Saci ‘critica’ violência e consumo exagerado



MONIQUE ABRANTES
Em meio à correria do dia a dia em uma cidade como São Paulo, a presença de um personagem do folclore brasileiro não passa despercebida. Ainda mais se ele “aparece” para criticar os problemas deste lugar. Essa é a proposta do Saci Urbano, personagem criado pelo artista plástico Thiago Vaz, que ironiza a violência, a falta de espaços de lazer e o consumo exagerado.
Vaz explica que a ideia surgiu em 2008 e que buscou na sua infância o personagem para fazer as contestações. “Em São Paulo existem muitos indícios indígenas, vemos isso nos nomes das ruas, dos bairros e dos parques. O saci é exatamente isso que vemos por aqui, a união da ciência com o folclore. Ele é a inteligência ignorada”, diz.
O critério para fazer os desenhos é a sua observação de problemas nos bairros da capital e em cidades da Região Metropolitana. “Quando vejo que ele pode ‘aparecer’ em determinado local apenas faço a marcação.” Segundo Vaz, mais de 200 intervenções já foram feitas nas ruas da capital.
O Saci Urbano divide opiniões. Para o comerciante Márcio Alexandre, dono de uma floricultura no Conjunto Zarvos, que é tombado, o desenho feito por Vaz na parede que fica voltada para a Rua da Consolação, no centro, polui a cidade.
“Faz um bom tempo que esse e outros trabalhos foram feitos aqui e o conselho responsável pela manutenção de patrimônios históricos não faz nada”, diz Alexandre. O artista retrata seu ponto de vista sobre a abordagem policial a negros.
De acordo com o Conselho Municipal de Preservação do Patrimônio Histórico, Cultural e Ambiental da Cidade de São Paulo (Conpresp), as intervenções que interferem no “nível de proteção do tombamento” precisam ser avaliadas. Mas a manutenção é de responsabilidade do proprietário do imóvel, particular ou público.
A Delegacia de Crimes Raciais e Delitos de Intolerância (Decradi) afirma que não recebeu denúncias sobre discriminação policial.

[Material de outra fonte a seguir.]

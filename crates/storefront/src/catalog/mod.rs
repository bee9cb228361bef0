//! Catalog
//!
//! Product listing models and the filter panel state applied to them.

mod filters;

use rust_decimal::Decimal;
use serde::Deserialize;

use crate::ids::ProductId;

pub use filters::{
    MAX_PRICE, MIN_PRICE, ProductFilters, available_colors, available_sizes,
};

/// Product as shown in a listing.
#[derive(Debug, Clone, PartialEq, Eq, Deserialize)]
#[serde(rename_all = "camelCase")]
pub struct CatalogProduct {
    /// Product id; higher ids are newer.
    pub id: ProductId,

    /// Product name
    pub name: String,

    /// Current price
    pub price: Decimal,

    /// Ids of the product types (categories) the product belongs to.
    #[serde(default)]
    pub product_type_ids: Vec<String>,

    /// Size attribute values
    #[serde(default)]
    pub sizes: Vec<String>,

    /// Colour attribute values
    #[serde(default)]
    pub colors: Vec<ProductColor>,
}

/// Colour attribute value.
#[derive(Debug, Clone, PartialEq, Eq, Hash, Deserialize)]
pub struct ProductColor {
    /// Display name
    pub name: String,

    /// Stable identifier
    pub slug: String,
}

/// Product type checkbox in the filter panel.
#[derive(Debug, Clone, PartialEq, Eq, Deserialize)]
pub struct ProductTypeFilter {
    /// Product type id
    pub id: String,

    /// Display name
    pub name: String,

    /// Whether the type is selected.
    #[serde(default)]
    pub checked: bool,
}

impl ProductTypeFilter {
    /// Creates an unchecked product type.
    pub fn new(id: impl Into<String>, name: impl Into<String>) -> Self {
        Self {
            id: id.into(),
            name: name.into(),
            checked: false,
        }
    }
}

/// Listing order
#[derive(Debug, Clone, Copy, Default, PartialEq, Eq, Hash, Deserialize)]
#[serde(rename_all = "kebab-case")]
pub enum SortOrder {
    /// Backend order
    #[default]
    Popular,

    /// Cheapest first
    PriceAscending,

    /// Most expensive first
    PriceDescending,

    /// Highest id first
    Newest,
}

E há também quem elogie os trabalhos. “Acho legal a forma como ele retrata os problemas da cidade. Muitas pessoas passam por aqui e ficam observando o trabalho. Alguns até fotografam”, diz a comerciante Elenir Dias da Mota Teixeira, dona da banca de jornal perto do Viaduto Armando Puglisi, no Bexiga.
Vaz desenhou o saci nas pilastras do viaduto para criticar a Prefeitura, que pintou os grafites que havia ali.
Um tipo de postura bem diferente do adotado em países como França e Cuba, diz Vaz, onde o Saci Urbano já “apareceu”. O artista foi a esses países a convite do fotógrafo francês Eric Marshall, criador do projeto Arte de Rua Sem Fronteiras. O tom de crítica é o mesmo, mas o desenho é colado, e não feito diretamente nas paredes.
Lá fora, diz Vaz, sua arte foi valorizada. O Saci Urbano só deixou Paris quando se descolou da parede. “Mesmo na capital francesa, tombada como patrimônio da humanidade, o Saci Urbano ficou por um bom tempo.”

Permissão
Os trabalhos de grafitagem, como os desenvolvidos por artistas como Thiago Vaz, criador do Saci Urbano, não são proibidos na capital, segundo a Secretaria de Coordenação das Subprefeituras.
Mas a Prefeitura afirma, entretanto, que é necessário haver um acordo com o órgão responsável pelo espaço público para que seja emitida uma autorização para uso do local. Caso o procedimento não seja feito, o artista está sujeito às ações policiais.
O delegado-geral da Polícia Civil, Marcos Carneiro de Lima, explica que o dono de imóvel pichado ou grafitado sem sua autorização pode registrar um boletim de ocorrência. A regra vale para bens públicos ou particulares. “O dano ao patrimônio só é punido caso não haja autorização prévia”, explica Carneiro.
De acordo com o artigo 163 do Código Penal, a pena prevista em espaços particulares é de um mês a seis meses de detenção, além de multa, e de seis meses a três anos de prisão, caso o desenho seja feito em patrimônio público.
O artista Thiago Vaz diz seguir a regra à risca. Ele afirma que pede autorização em todos os casos de imóveis particulares. Mas admite não pedir permissão para desenhar em locais públicos, como pilastras de viadutos.
“A partir do momento em que a arte de rua precisar de autorização para ser feita, que ela seja burocratizada, ela perde a sua essência, que é de ser subversiva à lei. Sei o risco que corro.”